## WHAT YOU ARE ASKED TO DO
The full listing should be transcribed verbatim.

┄┄┄┄┄┄┄┄┄┄

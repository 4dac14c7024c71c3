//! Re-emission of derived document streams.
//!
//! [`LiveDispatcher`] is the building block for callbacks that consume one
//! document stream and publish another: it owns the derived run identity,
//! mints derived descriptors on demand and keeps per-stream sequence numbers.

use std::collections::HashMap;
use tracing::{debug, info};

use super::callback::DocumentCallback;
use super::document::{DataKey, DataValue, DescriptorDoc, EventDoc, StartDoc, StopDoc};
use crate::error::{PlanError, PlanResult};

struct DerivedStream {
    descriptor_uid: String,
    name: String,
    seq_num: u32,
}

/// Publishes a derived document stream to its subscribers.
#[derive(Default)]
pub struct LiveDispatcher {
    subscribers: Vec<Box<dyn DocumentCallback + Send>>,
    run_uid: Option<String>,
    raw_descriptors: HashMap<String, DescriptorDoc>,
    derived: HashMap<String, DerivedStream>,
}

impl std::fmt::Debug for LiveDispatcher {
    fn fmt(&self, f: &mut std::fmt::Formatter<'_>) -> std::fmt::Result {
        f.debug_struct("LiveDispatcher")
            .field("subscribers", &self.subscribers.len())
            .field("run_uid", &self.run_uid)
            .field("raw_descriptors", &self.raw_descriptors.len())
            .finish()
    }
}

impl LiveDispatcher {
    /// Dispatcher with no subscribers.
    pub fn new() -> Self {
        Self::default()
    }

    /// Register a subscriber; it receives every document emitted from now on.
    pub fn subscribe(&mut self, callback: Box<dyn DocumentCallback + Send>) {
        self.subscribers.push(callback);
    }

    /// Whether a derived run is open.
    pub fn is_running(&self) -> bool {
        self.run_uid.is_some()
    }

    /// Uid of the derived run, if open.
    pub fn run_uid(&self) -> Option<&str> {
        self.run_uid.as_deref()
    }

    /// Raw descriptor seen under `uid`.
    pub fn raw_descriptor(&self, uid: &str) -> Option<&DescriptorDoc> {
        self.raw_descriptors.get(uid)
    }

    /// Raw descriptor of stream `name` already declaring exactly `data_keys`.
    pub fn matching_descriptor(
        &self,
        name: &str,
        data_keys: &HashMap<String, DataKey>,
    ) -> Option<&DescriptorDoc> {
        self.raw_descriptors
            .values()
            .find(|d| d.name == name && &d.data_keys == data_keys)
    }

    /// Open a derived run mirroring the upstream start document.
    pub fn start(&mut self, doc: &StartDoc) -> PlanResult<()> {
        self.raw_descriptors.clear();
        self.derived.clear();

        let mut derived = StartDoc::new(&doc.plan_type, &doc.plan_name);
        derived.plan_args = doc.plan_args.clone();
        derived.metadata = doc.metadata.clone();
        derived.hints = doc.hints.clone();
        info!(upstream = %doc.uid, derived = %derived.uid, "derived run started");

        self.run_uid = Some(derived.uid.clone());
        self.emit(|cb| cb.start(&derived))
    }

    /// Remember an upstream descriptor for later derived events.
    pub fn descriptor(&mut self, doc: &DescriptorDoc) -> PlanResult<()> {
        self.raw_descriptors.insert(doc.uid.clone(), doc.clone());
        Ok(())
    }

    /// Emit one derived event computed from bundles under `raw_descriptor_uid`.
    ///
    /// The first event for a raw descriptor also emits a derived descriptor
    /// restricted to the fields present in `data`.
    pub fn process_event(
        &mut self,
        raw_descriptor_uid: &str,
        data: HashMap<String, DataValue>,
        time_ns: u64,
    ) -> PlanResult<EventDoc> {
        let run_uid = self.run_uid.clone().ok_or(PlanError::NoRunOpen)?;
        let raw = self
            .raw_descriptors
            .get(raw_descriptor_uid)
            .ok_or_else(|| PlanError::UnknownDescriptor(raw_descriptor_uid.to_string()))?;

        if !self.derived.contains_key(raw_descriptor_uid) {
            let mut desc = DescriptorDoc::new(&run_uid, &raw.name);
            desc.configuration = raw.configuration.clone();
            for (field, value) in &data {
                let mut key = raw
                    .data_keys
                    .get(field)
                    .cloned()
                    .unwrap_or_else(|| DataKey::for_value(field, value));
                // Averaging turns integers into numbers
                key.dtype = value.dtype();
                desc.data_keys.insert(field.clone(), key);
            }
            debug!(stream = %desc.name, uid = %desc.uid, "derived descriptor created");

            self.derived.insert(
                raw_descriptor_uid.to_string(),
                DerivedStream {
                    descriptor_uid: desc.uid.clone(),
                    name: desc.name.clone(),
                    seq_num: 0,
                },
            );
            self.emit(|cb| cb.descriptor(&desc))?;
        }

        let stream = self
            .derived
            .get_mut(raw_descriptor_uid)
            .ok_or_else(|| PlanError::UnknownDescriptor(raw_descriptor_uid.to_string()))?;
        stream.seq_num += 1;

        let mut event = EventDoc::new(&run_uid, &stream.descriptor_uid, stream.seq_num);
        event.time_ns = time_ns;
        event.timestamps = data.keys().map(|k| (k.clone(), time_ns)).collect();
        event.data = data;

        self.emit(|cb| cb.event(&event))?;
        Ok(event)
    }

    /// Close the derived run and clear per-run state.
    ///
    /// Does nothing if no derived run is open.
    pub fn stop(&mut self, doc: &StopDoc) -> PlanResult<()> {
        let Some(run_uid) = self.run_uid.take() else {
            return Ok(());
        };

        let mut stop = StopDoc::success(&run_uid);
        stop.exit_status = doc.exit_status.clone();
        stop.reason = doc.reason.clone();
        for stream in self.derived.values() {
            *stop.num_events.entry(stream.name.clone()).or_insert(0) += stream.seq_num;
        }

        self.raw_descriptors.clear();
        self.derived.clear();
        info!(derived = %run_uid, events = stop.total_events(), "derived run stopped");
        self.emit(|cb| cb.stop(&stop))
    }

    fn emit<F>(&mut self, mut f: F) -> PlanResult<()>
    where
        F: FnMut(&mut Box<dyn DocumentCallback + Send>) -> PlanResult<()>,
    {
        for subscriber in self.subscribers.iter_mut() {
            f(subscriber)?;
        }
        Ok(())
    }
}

┄┄┄┄┄┄┄┄┄┄

## WRITTEN RESPONSE
repository 4dac14c7024c71c3
//! Re-emission of derived document streams.
//!
//! [`LiveDispatcher`] is the building block for callbacks that consume one
//! document stream and publish another: it owns the derived run identity,
//! mints derived descriptors on demand and keeps per-stream sequence numbers.

use std::collections::HashMap;
use tracing::{debug, info};

use super::callback::DocumentCallback;
use super::document::{DataKey, DataValue, DescriptorDoc, EventDoc, StartDoc, StopDoc};
use crate::error::{PlanError, PlanResult};

struct DerivedStream {
    descriptor_uid: String,
    name: String,
    seq_num: u32,
}

/// Publishes a derived document stream to its subscribers.
#[derive(Default)]
pub struct LiveDispatcher {
    subscribers: Vec<Box<dyn DocumentCallback + Send>>,
    run_uid: Option<String>,
    raw_descriptors: HashMap<String, DescriptorDoc>,
    derived: HashMap<String, DerivedStream>,
}

impl std::fmt::Debug for LiveDispatcher {
    fn fmt(&self, f: &mut std::fmt::Formatter<'_>) -> std::fmt::Result {
        f.debug_struct("LiveDispatcher")
            .field("subscribers", &self.subscribers.len())
            .field("run_uid", &self.run_uid)
            .field("raw_descriptors", &self.raw_descriptors.len())
            .finish()
    }
}

impl LiveDispatcher {
    /// Dispatcher with no subscribers.
    pub fn new() -> Self {
        Self::default()
    }

    /// Register a subscriber; it receives every document emitted from now on.
    pub fn subscribe(&mut self, callback: Box<dyn DocumentCallback + Send>) {
        self.subscribers.push(callback);
    }

    /// Whether a derived run is open.
    pub fn is_running(&self) -> bool {
        self.run_uid.is_some()
    }

    /// Uid of the derived run, if open.
    pub fn run_uid(&self) -> Option<&str> {
        self.run_uid.as_deref()
    }

    /// Raw descriptor seen under `uid`.
    pub fn raw_descriptor(&self, uid: &str) -> Option<&DescriptorDoc> {
        self.raw_descriptors.get(uid)
    }

    /// Raw descriptor of stream `name` already declaring exactly `data_keys`.
    pub fn matching_descriptor(
        &self,
        name: &str,
        data_keys: &HashMap<String, DataKey>,
    ) -> Option<&DescriptorDoc> {
        self.raw_descriptors
            .values()
            .find(|d| d.name == name && &d.data_keys == data_keys)
    }

    /// Open a derived run mirroring the upstream start document.
    pub fn start(&mut self, doc: &StartDoc) -> PlanResult<()> {
        self.raw_descriptors.clear();
        self.derived.clear();

        let mut derived = StartDoc::new(&doc.plan_type, &doc.plan_name);
        derived.plan_args = doc.plan_args.clone();
        derived.metadata = doc.metadata.clone();
        derived.hints = doc.hints.clone();
        info!(upstream = %doc.uid, derived = %derived.uid, "derived run started");

        self.run_uid = Some(derived.uid.clone());
        self.emit(|cb| cb.start(&derived))
    }

    /// Remember an upstream descriptor for later derived events.
    pub fn descriptor(&mut self, doc: &DescriptorDoc) -> PlanResult<()> {
        self.raw_descriptors.insert(doc.uid.clone(), doc.clone());
        Ok(())
    }

    /// Emit one derived event computed from bundles under `raw_descriptor_uid`.
    ///
    /// The first event for a raw descriptor also emits a derived descriptor
    /// restricted to the fields present in `data`.
    pub fn process_event(
        &mut self,
        raw_descriptor_uid: &str,
        data: HashMap<String, DataValue>,
        time_ns: u64,
    ) -> PlanResult<EventDoc> {
        let run_uid = self.run_uid.clone().ok_or(PlanError::NoRunOpen)?;
        let raw = self
            .raw_descriptors
            .get(raw_descriptor_uid)
            .ok_or_else(|| PlanError::UnknownDescriptor(raw_descriptor_uid.to_string()))?;

        if !self.derived.contains_key(raw_descriptor_uid) {
            let mut desc = DescriptorDoc::new(&run_uid, &raw.name);
            desc.configuration = raw.configuration.clone();
            for (field, value) in &data {
                let mut key = raw
                    .data_keys
                    .get(field)
                    .cloned()
                    .unwrap_or_else(|| DataKey::for_value(field, value));
                // Averaging turns integers into numbers
                key.dtype = value.dtype();
                desc.data_keys.insert(field.clone(), key);
            }
            debug!(stream = %desc.name, uid = %desc.uid, "derived descriptor created");

            self.derived.insert(
                raw_descriptor_uid.to_string(),
                DerivedStream {
                    descriptor_uid: desc.uid.clone(),
                    name: desc.name.clone(),
                    seq_num: 0,
                },
            );
            self.emit(|cb| cb.descriptor(&desc))?;
        }

        let stream = self
            .derived
            .get_mut(raw_descriptor_uid)
            .ok_or_else(|| PlanError::UnknownDescriptor(raw_descriptor_uid.to_string()))?;
        stream.seq_num += 1;

        let mut event = EventDoc::new(&run_uid, &stream.descriptor_uid, stream.seq_num);
        event.time_ns = time_ns;
        event.timestamps = data.keys().map(|k| (k.clone(), time_ns)).collect();
        event.data = data;

        self.emit(|cb| cb.event(&event))?;
        Ok(event)
    }

    /// Close the derived run and clear per-run state.
    ///
    /// Does nothing if no derived run is open.
    pub fn stop(&mut self, doc: &StopDoc) -> PlanResult<()> {
        let Some(run_uid) = self.run_uid.take() else {
            return Ok(());
        };

        let mut stop = StopDoc::success(&run_uid);
        stop.exit_status = doc.exit_status.clone();
        stop.reason = doc.reason.clone();
        for stream in self.derived.values() {
            *stop.num_events.entry(stream.name.clone()).or_insert(0) += stream.seq_num;
        }

        self.raw_descriptors.clear();
        self.derived.clear();
        info!(derived = %run_uid, events = stop.total_events(), "derived run stopped");
        self.emit(|cb| cb.stop(&stop))
    }

    fn emit<F>(&mut self, mut f: F) -> PlanResult<()>
    where
        F: FnMut(&mut Box<dyn DocumentCallback + Send>) -> PlanResult<()>,
    {
        for subscriber in self.subscribers.iter_mut() {
            f(subscriber)?;
        }
        Ok(())
    }
}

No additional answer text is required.